→ Work order:
Return exactly the line that contains "vec![Effect::RejectSession]" and all lines beneath it in the entries, through the very last one.

=-=-=-=-=

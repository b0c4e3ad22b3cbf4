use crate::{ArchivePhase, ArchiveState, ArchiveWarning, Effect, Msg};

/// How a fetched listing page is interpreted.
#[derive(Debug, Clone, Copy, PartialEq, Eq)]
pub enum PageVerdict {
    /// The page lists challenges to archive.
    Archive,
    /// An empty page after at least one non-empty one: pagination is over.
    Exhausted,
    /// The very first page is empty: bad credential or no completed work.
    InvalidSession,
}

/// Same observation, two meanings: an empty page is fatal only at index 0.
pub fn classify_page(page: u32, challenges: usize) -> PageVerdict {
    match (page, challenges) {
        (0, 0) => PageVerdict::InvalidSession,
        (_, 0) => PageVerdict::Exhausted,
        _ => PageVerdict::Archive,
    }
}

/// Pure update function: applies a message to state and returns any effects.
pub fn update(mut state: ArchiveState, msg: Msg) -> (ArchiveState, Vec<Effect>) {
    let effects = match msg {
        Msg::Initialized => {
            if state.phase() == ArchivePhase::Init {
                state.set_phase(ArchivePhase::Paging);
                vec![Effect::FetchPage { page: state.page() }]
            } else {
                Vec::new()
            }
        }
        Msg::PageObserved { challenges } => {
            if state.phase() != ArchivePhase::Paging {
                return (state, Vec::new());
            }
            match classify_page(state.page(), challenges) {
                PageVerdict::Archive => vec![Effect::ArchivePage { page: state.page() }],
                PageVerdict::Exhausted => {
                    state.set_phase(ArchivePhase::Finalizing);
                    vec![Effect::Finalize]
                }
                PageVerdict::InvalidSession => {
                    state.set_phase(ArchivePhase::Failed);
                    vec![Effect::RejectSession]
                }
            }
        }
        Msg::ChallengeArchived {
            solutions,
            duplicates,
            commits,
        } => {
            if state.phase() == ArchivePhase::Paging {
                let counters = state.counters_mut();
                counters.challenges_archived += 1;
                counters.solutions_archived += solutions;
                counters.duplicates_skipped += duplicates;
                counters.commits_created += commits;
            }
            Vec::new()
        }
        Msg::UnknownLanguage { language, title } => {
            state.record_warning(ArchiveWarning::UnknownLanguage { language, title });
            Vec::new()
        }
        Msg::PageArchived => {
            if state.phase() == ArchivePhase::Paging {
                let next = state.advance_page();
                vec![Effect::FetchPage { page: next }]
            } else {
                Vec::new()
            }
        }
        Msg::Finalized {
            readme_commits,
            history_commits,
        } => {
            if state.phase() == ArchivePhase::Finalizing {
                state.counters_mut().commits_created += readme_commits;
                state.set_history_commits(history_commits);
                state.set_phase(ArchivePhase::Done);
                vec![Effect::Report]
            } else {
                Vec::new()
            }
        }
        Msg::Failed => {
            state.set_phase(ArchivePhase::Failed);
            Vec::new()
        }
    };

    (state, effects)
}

=-=-=-=-=

→ Solution for this task:
                    vec![Effect::RejectSession]
                }
            }
        }
        Msg::ChallengeArchived {
            solutions,
            duplicates,
            commits,
        } => {
            if state.phase() == ArchivePhase::Paging {
                let counters = state.counters_mut();
                counters.challenges_archived += 1;
                counters.solutions_archived += solutions;
                counters.duplicates_skipped += duplicates;
                counters.commits_created += commits;
            }
            Vec::new()
        }
        Msg::UnknownLanguage { language, title } => {
            state.record_warning(ArchiveWarning::UnknownLanguage { language, title });
            Vec::new()
        }
        Msg::PageArchived => {
            if state.phase() == ArchivePhase::Paging {
                let next = state.advance_page();
                vec![Effect::FetchPage { page: next }]
            } else {
                Vec::new()
            }
        }
        Msg::Finalized {
            readme_commits,
            history_commits,
        } => {
            if state.phase() == ArchivePhase::Finalizing {
                state.counters_mut().commits_created += readme_commits;
                state.set_history_commits(history_commits);
                state.set_phase(ArchivePhase::Done);
                vec![Effect::Report]
            } else {
                Vec::new()
            }
        }
        Msg::Failed => {
            state.set_phase(ArchivePhase::Failed);
            Vec::new()
        }
    };

    (state, effects)
}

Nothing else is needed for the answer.